Paulo Freire, un éducateur révolutionnaire
Paulo Freire est né au Brésil en 1921 dans une famille de classe moyenne qui découvre la précarité à travers la crise des années 1930. Dès la sortie de l’enfance, il ressent un sentiment de révolte face à la pauvreté et à l’analphabétisme qui frappe les classes populaires.
Adulte, il développe une méthode d’alphabétisation qui devient célèbre dans tout le pays. Il se voit chargé de mettre en place une campagne nationale d’alphabétisation. Celle-ci doit rapidement s’arrêter lorsque l’armée brésilienne, formée aux méthodes françaises de contre-insurrection, prend le pouvoir en 1964.
Le pouvoir militaire d’extrême-droite entre en guerre contre les classes populaires et mène la chasse à tous ceux qu’il considère comme « subversifs ». Paulo Freire est arrêté, emprisonné, interrogé et expulsé du Brésil.
Pendant son exil, il organise des campagnes d’alphabétisation dans plusieurs pays. C’est en 1968 au Chili qu’il écrit Pédagogie des opprimés. De 1970 à 1980, il vit en Suisse et parcourt le monde. Son travail influence de nombreux mouvements sociaux. Il entame ainsi une campagne d’alphabétisation en Guinée-Bissau en 1975 et publie un livre à partir de sa pratique [2].
Paulo Freire est de retour au Brésil en 1980 et reçoit la charge du secrétariat de l’éducation de la Ville de São Paulo en 1989. Il tente de développer une gestion démocratique des écoles, basée sur un principe de co-éducation entre familles et enseignants [3].
Tout au long des années 1980-1990, il continue à transmettre à travers le monde et publie une trentaine d’ouvrages, dont la plupart n’est pas publiée en français. Il meurt au Brésil en 1997.

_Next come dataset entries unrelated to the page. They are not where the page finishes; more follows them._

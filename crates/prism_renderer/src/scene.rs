//! Validated, intersectable scene.
//!
//! `Scene::build` turns a `SceneDescription` into objects with resolved
//! material ids inside the requested container. Every configuration error
//! is reported here, before a single ray is cast.

use std::collections::HashMap;

use prism_core::{ContainerKind, Material, SceneDescription, SphericalLight};
use prism_math::{Aabb, Camera, DVec3, Interval, Ray, UVec2};

use crate::bvh::Bvh;
use crate::error::{ObjectError, SceneError, SceneResult};
use crate::hittable::{HitRecord, Hittable, MaterialId};
use crate::naive::NaiveList;
use crate::object::Object;

/// Everything the tracer reads. Immutable once built.
pub struct Scene {
    pub resolution: UVec2,
    pub samples_per_pixel: u32,
    pub jitter_radius: f64,
    pub max_ray_depth: u32,
    pub ambient_light: DVec3,
    pub camera: Camera,
    pub lights: Vec<SphericalLight>,
    materials: Vec<Material>,
    container: Box<dyn Hittable>,
    container_kind: ContainerKind,
    object_count: usize,
}

impl Scene {
    /// Build with the container the description asks for.
    pub fn build(description: &SceneDescription) -> SceneResult<Self> {
        Self::build_with_container(description, description.container)
    }

    /// Build with an explicit container strategy.
    pub fn build_with_container(
        description: &SceneDescription,
        container_kind: ContainerKind,
    ) -> SceneResult<Self> {
        validate_settings(description)?;

        // Sorted by name so material ids do not depend on hash order
        let mut materials: Vec<Material> = description.materials.iter().cloned().collect();
        materials.sort_by(|a, b| a.name.cmp(&b.name));
        for material in &materials {
            validate_material(material)?;
        }

        let ids: HashMap<&str, MaterialId> = materials
            .iter()
            .enumerate()
            .map(|(id, m)| (m.name.as_str(), id))
            .collect();

        let mut objects = Vec::with_capacity(description.objects.len());
        for (index, desc) in description.objects.iter().enumerate() {
            let material = ids.get(desc.material.as_str()).copied().ok_or_else(|| {
                SceneError::MissingMaterial {
                    object: index,
                    name: desc.material.clone(),
                }
            })?;

            desc.shape
                .check_dimensions()
                .map_err(|reason| SceneError::InvalidShape {
                    object: index,
                    reason,
                })?;

            let object = Object::new(desc.shape.clone(), desc.transform, material).map_err(
                |error| match error {
                    ObjectError::Mesh(source) => SceneError::Mesh {
                        object: index,
                        source,
                    },
                    ObjectError::Math(source) => SceneError::Math {
                        object: index,
                        source,
                    },
                },
            )?;

            log::debug!(
                "Object {} ({}): bounds {:?} .. {:?}",
                index,
                desc.shape,
                object.bounding_box().min(),
                object.bounding_box().max()
            );
            objects.push(object);
        }

        let object_count = objects.len();
        let container: Box<dyn Hittable> = match container_kind {
            ContainerKind::Bvh => {
                let bvh = Bvh::new(objects);
                log::info!(
                    "Built BVH: {} objects, {} nodes, depth {}",
                    object_count,
                    bvh.node_count(),
                    bvh.depth()
                );
                Box::new(bvh)
            }
            ContainerKind::Naive => {
                log::info!("Built naive container: {} objects", object_count);
                Box::new(NaiveList::new(objects))
            }
        };

        let options = &description.options;
        Ok(Self {
            resolution: options.resolution,
            samples_per_pixel: options.samples_per_pixel,
            jitter_radius: options.jitter_radius,
            max_ray_depth: options.max_ray_depth,
            ambient_light: options.ambient_light,
            camera: description.camera,
            lights: description.lights.clone(),
            materials,
            container,
            container_kind,
            object_count,
        })
    }

    /// Nearest hit strictly inside `ray_t`.
    pub fn hit(&self, ray: &Ray, ray_t: Interval, rec: &mut HitRecord) -> bool {
        self.container.hit(ray, ray_t, rec)
    }

    /// Material of a hit. Ids come from this scene's objects, so they are
    /// always in range.
    pub fn material(&self, id: MaterialId) -> &Material {
        &self.materials[id]
    }

    /// Look up a material id by name.
    pub fn material_id(&self, name: &str) -> Option<MaterialId> {
        self.materials.iter().position(|m| m.name == name)
    }

    pub fn container_kind(&self) -> ContainerKind {
        self.container_kind
    }

    pub fn object_count(&self) -> usize {
        self.object_count
    }

    pub fn bounds(&self) -> Aabb {
        self.container.bounding_box()
    }
}

fn validate_settings(description: &SceneDescription) -> SceneResult<()> {
    let options = &description.options;
    let camera = &description.camera;

    let invalid = |message: String| -> SceneResult<()> { Err(SceneError::InvalidSettings(message)) };

    if options.resolution.x == 0 || options.resolution.y == 0 {
        return invalid(format!(
            "resolution {}x{} has no pixels",
            options.resolution.x, options.resolution.y
        ));
    }
    if options.samples_per_pixel == 0 {
        return invalid("samples_per_pixel must be at least 1".to_string());
    }
    if !(options.jitter_radius.is_finite() && options.jitter_radius >= 0.0) {
        return invalid(format!(
            "jitter_radius must be non-negative, got {}",
            options.jitter_radius
        ));
    }
    if !(camera.fov_y > 0.0 && camera.fov_y < 180.0) {
        return invalid(format!("fovy must be in (0, 180), got {}", camera.fov_y));
    }
    if !(camera.aspect > 0.0) {
        return invalid(format!("aspect must be positive, got {}", camera.aspect));
    }
    if !(camera.z_near >= 0.0 && camera.z_near < camera.z_far) {
        return invalid(format!(
            "clip range [{}, {}] is empty",
            camera.z_near, camera.z_far
        ));
    }

    let forward = camera.center - camera.position;
    if forward.length_squared() == 0.0 || forward.cross(camera.up).length_squared() == 0.0 {
        return invalid("camera up vector is parallel to the view direction".to_string());
    }

    Ok(())
}

fn validate_material(material: &Material) -> SceneResult<()> {
    if material.k_refraction > 0.0 && material.refractive_index <= 0.0 {
        return Err(SceneError::InvalidMaterial {
            name: material.name.clone(),
            reason: format!(
                "k_refraction {} needs a positive refractive_index, got {}",
                material.k_refraction, material.refractive_index
            ),
        });
    }
    if material.shininess < 0.0 {
        return Err(SceneError::InvalidMaterial {
            name: material.name.clone(),
            reason: format!("shininess must be non-negative, got {}", material.shininess),
        });
    }
    Ok(())
}
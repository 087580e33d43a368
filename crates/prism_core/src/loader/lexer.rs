//! Tokenizer for `.ray` scene files.
//!
//! Tokens are whitespace separated. `#` starts a comment that runs to the
//! end of the line, strings are double quoted, `[` and `]` delimit number
//! arrays, and any other word is either a number or a bare command name.

use std::collections::{HashMap, VecDeque};
use std::fmt;

use thiserror::Error;

/// Errors that can occur while reading scene file syntax.
#[derive(Error, Debug, Clone, PartialEq)]
pub enum ParseError {
    #[error("Parse error at line {line}: {message}")]
    Parse { line: usize, message: String },

    #[error("Unexpected end of file")]
    UnexpectedEof,

    #[error("Unknown command '{name}' at line {line}")]
    UnknownCommand { line: usize, name: String },

    #[error("Unknown container '{0}', expected \"BVH\" or \"Naive\"")]
    UnknownContainer(String),

    #[error("PopMatrix at line {line} popped the last transform off the stack")]
    TransformStackUnderflow { line: usize },
}

/// Result type for parsing operations.
pub type ParseResult<T> = Result<T, ParseError>;

/// Named lists of numbers, e.g. `"emission" [1 1 1] "radius" 0.5`.
pub type ParamList = HashMap<String, Vec<f64>>;

#[derive(Clone, Debug, PartialEq)]
pub enum TokenKind {
    String(String),
    Number(f64),
    Name(String),
    ArrayBegin,
    ArrayEnd,
    Eof,
}

impl fmt::Display for TokenKind {
    fn fmt(&self, f: &mut fmt::Formatter<'_>) -> fmt::Result {
        match self {
            TokenKind::String(s) => write!(f, "STRING:\"{}\"", s),
            TokenKind::Number(n) => write!(f, "NUMBER:{}", n),
            TokenKind::Name(n) => write!(f, "NAME:{}", n),
            TokenKind::ArrayBegin => write!(f, "ARRAY_BEGIN"),
            TokenKind::ArrayEnd => write!(f, "ARRAY_END"),
            TokenKind::Eof => write!(f, "EOF"),
        }
    }
}

/// A token and the (1-based) line it starts on.
#[derive(Clone, Debug, PartialEq)]
pub struct Token {
    pub kind: TokenKind,
    pub line: usize,
}

/// Scene file tokenizer with typed accessors for the parser.
pub struct Lexer {
    tokens: VecDeque<Token>,
    eof_line: usize,
}

impl Lexer {
    /// Tokenize `source` up front.
    pub fn new(source: &str) -> ParseResult<Self> {
        let mut tokens = VecDeque::new();
        let mut chars = source.chars().peekable();
        let mut line = 1;

        while let Some(&c) = chars.peek() {
            match c {
                '\n' => {
                    line += 1;
                    chars.next();
                }
                c if c.is_whitespace() => {
                    chars.next();
                }
                '#' => {
                    while chars.next_if(|&c| c != '\n').is_some() {}
                }
                '[' => {
                    chars.next();
                    tokens.push_back(Token {
                        kind: TokenKind::ArrayBegin,
                        line,
                    });
                }
                ']' => {
                    chars.next();
                    tokens.push_back(Token {
                        kind: TokenKind::ArrayEnd,
                        line,
                    });
                }
                '"' => {
                    chars.next();
                    let start = line;
                    let mut value = String::new();
                    loop {
                        match chars.next() {
                            Some('"') => break,
                            Some(c) => {
                                if c == '\n' {
                                    line += 1;
                                }
                                value.push(c);
                            }
                            None => {
                                return Err(ParseError::Parse {
                                    line: start,
                                    message: "unterminated string".to_string(),
                                })
                            }
                        }
                    }
                    tokens.push_back(Token {
                        kind: TokenKind::String(value),
                        line: start,
                    });
                }
                _ => {
                    let mut word = String::new();
                    while let Some(c) =
                        chars.next_if(|&c| !c.is_whitespace() && !matches!(c, '[' | ']' | '"' | '#'))
                    {
                        word.push(c);
                    }
                    tokens.push_back(Token {
                        kind: classify_word(word, line)?,
                        line,
                    });
                }
            }
        }

        Ok(Self {
            tokens,
            eof_line: line,
        })
    }

    /// Look at the next token without consuming it.
    pub fn peek(&self) -> Token {
        self.tokens.front().cloned().unwrap_or(Token {
            kind: TokenKind::Eof,
            line: self.eof_line,
        })
    }

    /// Consume the next token.
    pub fn next_token(&mut self) -> Token {
        self.tokens.pop_front().unwrap_or(Token {
            kind: TokenKind::Eof,
            line: self.eof_line,
        })
    }

    /// Line of the next token, for error reporting.
    pub fn line(&self) -> usize {
        self.peek().line
    }

    pub fn is_eof(&self) -> bool {
        self.tokens.is_empty()
    }

    /// Read a bare command name.
    pub fn get_name(&mut self) -> ParseResult<String> {
        match self.next_token() {
            Token {
                kind: TokenKind::Name(name),
                ..
            } => Ok(name),
            other => Err(unexpected("NAME", &other)),
        }
    }

    /// Read a quoted string.
    pub fn get_string(&mut self) -> ParseResult<String> {
        match self.next_token() {
            Token {
                kind: TokenKind::String(value),
                ..
            } => Ok(value),
            other => Err(unexpected("STRING", &other)),
        }
    }

    /// Read either a single number or a `[ ... ]` array of `min..=max` numbers.
    pub fn get_numbers(&mut self, min: usize, max: usize) -> ParseResult<Vec<f64>> {
        let first = self.next_token();
        let line = first.line;

        let values = match first.kind {
            TokenKind::Number(n) => vec![n],
            TokenKind::ArrayBegin => {
                let mut values = Vec::new();
                loop {
                    let token = self.next_token();
                    match token.kind {
                        TokenKind::Number(n) => values.push(n),
                        TokenKind::ArrayEnd => break,
                        _ => return Err(unexpected("NUMBER", &token)),
                    }
                }
                values
            }
            _ => return Err(unexpected("NUMBER", &first)),
        };

        if values.len() < min || values.len() > max {
            return Err(ParseError::Parse {
                line,
                message: format!(
                    "expected {} to {} NUMBERs; got {}",
                    min,
                    max,
                    values.len()
                ),
            });
        }

        Ok(values)
    }

    /// Read exactly one number (bare or as a one-element array).
    pub fn get_number(&mut self) -> ParseResult<f64> {
        Ok(self.get_numbers(1, 1)?[0])
    }

    /// Read `"key" numbers` pairs until the next token is not a string.
    pub fn get_param_list(&mut self, min: usize, max: usize) -> ParseResult<ParamList> {
        let mut params = ParamList::new();
        while matches!(self.peek().kind, TokenKind::String(_)) {
            let key = self.get_string()?;
            let values = self.get_numbers(min, max)?;
            params.insert(key, values);
        }
        Ok(params)
    }
}

fn classify_word(word: String, line: usize) -> ParseResult<TokenKind> {
    let looks_numeric = word
        .chars()
        .next()
        .is_some_and(|c| c.is_ascii_digit() || matches!(c, '-' | '+' | '.'));

    if !looks_numeric {
        return Ok(TokenKind::Name(word));
    }

    word.parse::<f64>()
        .map(TokenKind::Number)
        .map_err(|_| ParseError::Parse {
            line,
            message: format!("invalid number '{}'", word),
        })
}

fn unexpected(expected: &str, got: &Token) -> ParseError {
    match got.kind {
        TokenKind::Eof => ParseError::UnexpectedEof,
        _ => ParseError::Parse {
            line: got.line,
            message: format!("expected {}; got {}", expected, got.kind),
        },
    }
}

Un livre fondateur des pédagogies critiques
Dès sa publication en 1969 aux États-Unis puis l’année suivante dans de nombreuses autres langues, l’ouvrage circule intensément dans le monde. Il paraît en France en 1974 aux éditions Maspero suivi de Conscientisation et révolution, un autre texte de Paulo Freire. L’influence de l’éducateur en France restera limitée principalement à cet ouvrage et décline à partir des années 1980. Face à la montée en puissance du néolibéralisme et du néoconservatisme dans l’université et au sommet de la société française, les outils conçus par Paulo Freire continuent d’exister principalement dans les pratiques de militant·es des pédagogies critiques et du syndicalisme révolutionnaire.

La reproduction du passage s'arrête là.